Upfront weak that wasIt appears cable, syndication getting hit worse than broadcast 7/22/2001 08:00:00 PM Eastern
The cable and syndication upfront markets plodded along last week, as both buyers and sellers said it may take several more weeks, or longer, to wrap up business. Consensus estimates are that cable will be down 15%, to $4 billion. Buyers say syndication will be down between 20% and 30%, or to between $3.4 billion and just under $3 billion. Syndication sales executives say the market may drop 20% but not more than that.
Asked how the syndication market was moving last week, Marc Hirsch, president of Paramount Advertiser Services, replied, "Slowly, very slowly." By day's end last Thursday, Hirsch estimated that Paramount had sold 40% of the company's upfront syndication inventory.
As to pricing, Hirsch said, "It's not what I would have hoped for in April. We're writing our best stuff in line with the discounts the networks wrote for prime time," meaning, roundly, about 7%. But Hirsch said the weakest syndication product is being sold at price decreases exceeding 15% compared with last year. And he estimated that, among major advertisers, spending budgets are 15% to 20% below last year's.
Why syndication got slugged more than cable or the broadcast networks was a head scratcher. But Bob Cesa, executive vice president, advertising and cable sales, Twentieth Television, offered that "most people buy network because it's the premium product. If they feel it's cheaper to buy this year, they might spend more money there." On the cable side, he said, some networks may have benefited from subscriber penetration gains, meaning "they're gaining a larger share of eyeballs, and money tends to follow that."
Buyers and sellers say they're prepared to wait. "I work all summer anyway," quipped Cesa. "I think some agencies see things more on the downside than where most of the syndicators see it. That's probably slowing things down."
Hirsch reported the recurring phrase he's hearing from advertisers: "We're waiting to see where the bottom is." But, he said, "as far as we're concerned, we've reached the bottom of where we're going to sell."
Some cable networks said they were close to wrapping up upfront. Lifetime expected to be "nearly finished" by week's end, said Lynn Picard, executive vice president of ad sales. Turner was more than halfway done for WTBS and TNT.
Both Lifetime and A&E denied reports that they were doing some business at prices 20% to 25% below last year's.

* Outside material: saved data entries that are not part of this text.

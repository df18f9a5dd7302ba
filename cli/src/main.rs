use std::fs;
use std::path::{Path, PathBuf};

use clap::{Args, Parser, Subcommand};
use rayon::prelude::*;
use sigplot_core::{AnalysisReport, ParameterSchema, RecordGraph, validate_schema};
use sigplot_invoke::{EmissionPolicy, PlotRun, ProcessRunner, Synthesizer, ToolConfig};
use sigplot_report::output::{OutputFormat, format_report};
use sigplot_report::{ReportError, decode_file};
use tracing::{debug, info, warn};
use tracing_subscriber::{EnvFilter, fmt, prelude::*};

/// Serialization formats for machine-readable output.
#[derive(Debug, Clone, Copy, clap::ValueEnum)]
enum DataFormat {
    Json,
    Yaml,
}

/// CLI spelling of the synthesizer's emission policy.
#[derive(Debug, Clone, Copy, clap::ValueEnum)]
enum CliEmissionPolicy {
    /// Drop zero and empty values.
    OmitFalsy,
    /// Drop only unset values.
    OmitUnset,
}

impl From<CliEmissionPolicy> for EmissionPolicy {
    fn from(policy: CliEmissionPolicy) -> Self {
        match policy {
            CliEmissionPolicy::OmitFalsy => Self::OmitFalsy,
            CliEmissionPolicy::OmitUnset => Self::OmitUnset,
        }
    }
}

#[derive(Debug, Parser)]
#[command(name = "sigplot")]
#[command(about = "Drive signalserver plots and decode its point-to-point reports")]
#[command(version)]
struct Cli {
    #[command(subcommand)]
    command: Command,
}

#[derive(Debug, Subcommand)]
enum Command {
    /// Print the built-in signalserver parameter schema.
    Schema(SchemaArgs),
    /// Print the argument vectors synthesized for a plot.
    Args(ArgsArgs),
    /// Decode one or more point-to-point report files.
    Decode(DecodeArgs),
    /// Run the area pass and, when requested, the point-to-point pass.
    Run(RunArgs),
}

#[derive(Debug, Args)]
struct SchemaArgs {
    /// Output format.
    #[arg(long, default_value = "json")]
    format: DataFormat,
}

#[derive(Debug, Args)]
struct PlotInput {
    /// YAML file with the plot and its antenna and stations.
    #[arg(long)]
    plot: PathBuf,
    /// Tool configuration YAML.
    #[arg(long)]
    config: PathBuf,
    /// Which non-boolean values reach the command line.
    #[arg(long, value_enum, default_value_t = CliEmissionPolicy::OmitFalsy)]
    policy: CliEmissionPolicy,
}

#[derive(Debug, Args)]
struct ArgsArgs {
    #[command(flatten)]
    input: PlotInput,
}

#[derive(Debug, Args)]
struct DecodeArgs {
    /// Report text files written by the point-to-point pass.
    #[arg(required = true)]
    inputs: Vec<PathBuf>,
    /// Output format.
    #[arg(long, default_value = "text")]
    format: OutputFormat,
    /// Write `<report>.json` beside each input instead of printing.
    #[arg(long)]
    write_json: bool,
}

#[derive(Debug, Args)]
struct RunArgs {
    #[command(flatten)]
    input: PlotInput,
    /// Override the configured output directory.
    #[arg(long)]
    output_dir: Option<PathBuf>,
}

fn main() {
    init_tracing();
    let cli = Cli::parse();

    let result = match cli.command {
        Command::Schema(args) => run_schema(args),
        Command::Args(args) => run_args(args),
        Command::Decode(args) => run_decode(args),
        Command::Run(args) => run_plot(args),
    };

    if let Err(err) = result {
        eprintln!("error: {err}");
        std::process::exit(1);
    }
}

fn init_tracing() {
    let filter = EnvFilter::try_from_default_env().unwrap_or_else(|_| EnvFilter::new("warn"));
    tracing_subscriber::registry()
        .with(fmt::layer().with_writer(std::io::stderr))
        .with(filter)
        .init();
}

fn run_schema(args: SchemaArgs) -> Result<(), String> {
    let schema = ParameterSchema::signalserver();
    let errors = validate_schema(&schema);
    if !errors.is_empty() {
        let messages: Vec<String> = errors.iter().map(ToString::to_string).collect();
        return Err(format!("built-in schema is invalid: {}", messages.join("; ")));
    }
    let rendered = match args.format {
        DataFormat::Json => serde_json::to_string_pretty(&schema)
            .map_err(|err| format!("JSON serialization failed: {err}"))?,
        DataFormat::Yaml => serde_yaml::to_string(&schema)
            .map_err(|err| format!("YAML serialization failed: {err}"))?,
    };
    println!("{rendered}");
    Ok(())
}

fn run_args(args: ArgsArgs) -> Result<(), String> {
    let (graph, config) = load_inputs(&args.input)?;
    let schema = ParameterSchema::signalserver();
    let vectors = Synthesizer::new(&schema, &config)
        .with_policy(args.input.policy.into())
        .synthesize(&graph)
        .map_err(|err| format!("Failed to synthesize arguments: {err}"))?;
    let json = serde_json::to_string_pretty(&vectors)
        .map_err(|err| format!("JSON serialization failed: {err}"))?;
    println!("{json}");
    Ok(())
}

fn run_decode(args: DecodeArgs) -> Result<(), String> {
    let decoded: Vec<(&PathBuf, Result<AnalysisReport, ReportError>)> = args
        .inputs
        .par_iter()
        .map(|path| (path, decode_file(path)))
        .collect();

    let mut failures = 0usize;
    for (path, result) in decoded {
        let report = match result {
            Ok(report) => report,
            Err(err) => {
                eprintln!("error: {}: {err}", path.display());
                failures += 1;
                continue;
            }
        };

        if args.write_json {
            let target = path.with_extension("json");
            write_report_json(&report, &target)?;
            info!(report = %path.display(), output = %target.display(), "Wrote report JSON");
        } else {
            if args.inputs.len() > 1 {
                println!("==> {} <==", path.display());
            }
            println!("{}", format_report(&report, args.format)?);
        }
    }

    if failures > 0 {
        return Err(format!(
            "{failures} of {} report(s) failed to decode",
            args.inputs.len()
        ));
    }
    Ok(())
}

fn run_plot(args: RunArgs) -> Result<(), String> {
    let (graph, mut config) = load_inputs(&args.input)?;
    if let Some(output_dir) = args.output_dir {
        config.output_dir = output_dir;
    }
    debug!(output_dir = %config.output_dir.display(), "Resolved output directory");

    let schema = ParameterSchema::signalserver();
    let runner = ProcessRunner::new(config.timeout());
    let name = &graph.plot.name;
    let mut run =
        PlotRun::with_policy(&schema, &config, &graph, runner, args.input.policy.into())
            .map_err(|err| format!("Plot '{name}' failed: {err}"))?;
    let outcome = match run.execute() {
        Ok(outcome) => outcome,
        Err(err) => {
            let Some(bbox) = run.state().bbox() else {
                return Err(format!("Plot '{name}' failed: {err}"));
            };
            warn!(plot = %name, bbox = ?bbox, "Keeping the finished area pass");
            return Err(format!(
                "Plot '{name}' failed: {err} (area plot {} kept, extent N {} E {} S {} W {})",
                run.output_base().display(),
                bbox.north,
                bbox.east,
                bbox.south,
                bbox.west
            ));
        }
    };

    let json = serde_json::to_string_pretty(&outcome)
        .map_err(|err| format!("JSON serialization failed: {err}"))?;
    println!("{json}");
    Ok(())
}

fn load_inputs(input: &PlotInput) -> Result<(RecordGraph, ToolConfig), String> {
    let text = fs::read_to_string(&input.plot)
        .map_err(|err| format!("Failed to read '{}': {err}", input.plot.display()))?;
    let graph: RecordGraph = serde_yaml::from_str(&text)
        .map_err(|err| format!("Failed to parse plot '{}': {err}", input.plot.display()))?;
    let config = ToolConfig::load(&input.config)
        .map_err(|err| format!("Failed to load config '{}': {err}", input.config.display()))?;
    Ok((graph, config))
}

fn write_report_json(report: &AnalysisReport, target: &Path) -> Result<(), String> {
    let json = format_report(report, OutputFormat::Json)?;
    fs::write(target, json).map_err(|err| format!("Failed to write '{}': {err}", target.display()))
}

Ron Schneier, A&E executive vice president for sales and marketing, said the network has cut prices but the discounts have not and will not reach or exceed 15%. And Schneier warned advertisers not to be greedy, because if advertising were to be off 25%, network-program budgets would drop, resulting in a "lose-lose" situation for sellers and buyers.
Tim Spengler, executive vice president and director of national broadcast, Initiative Media, said the syndication and cable upfront markets have weeks to go before they conclude. "Last year, there was more of a herd mentality to get your business done and get out," he said. "This year, it seems like there's an endless amount of supply. I'm not sure you're any better off going early, middle or late. We don't see them selling out at any point during the upfront."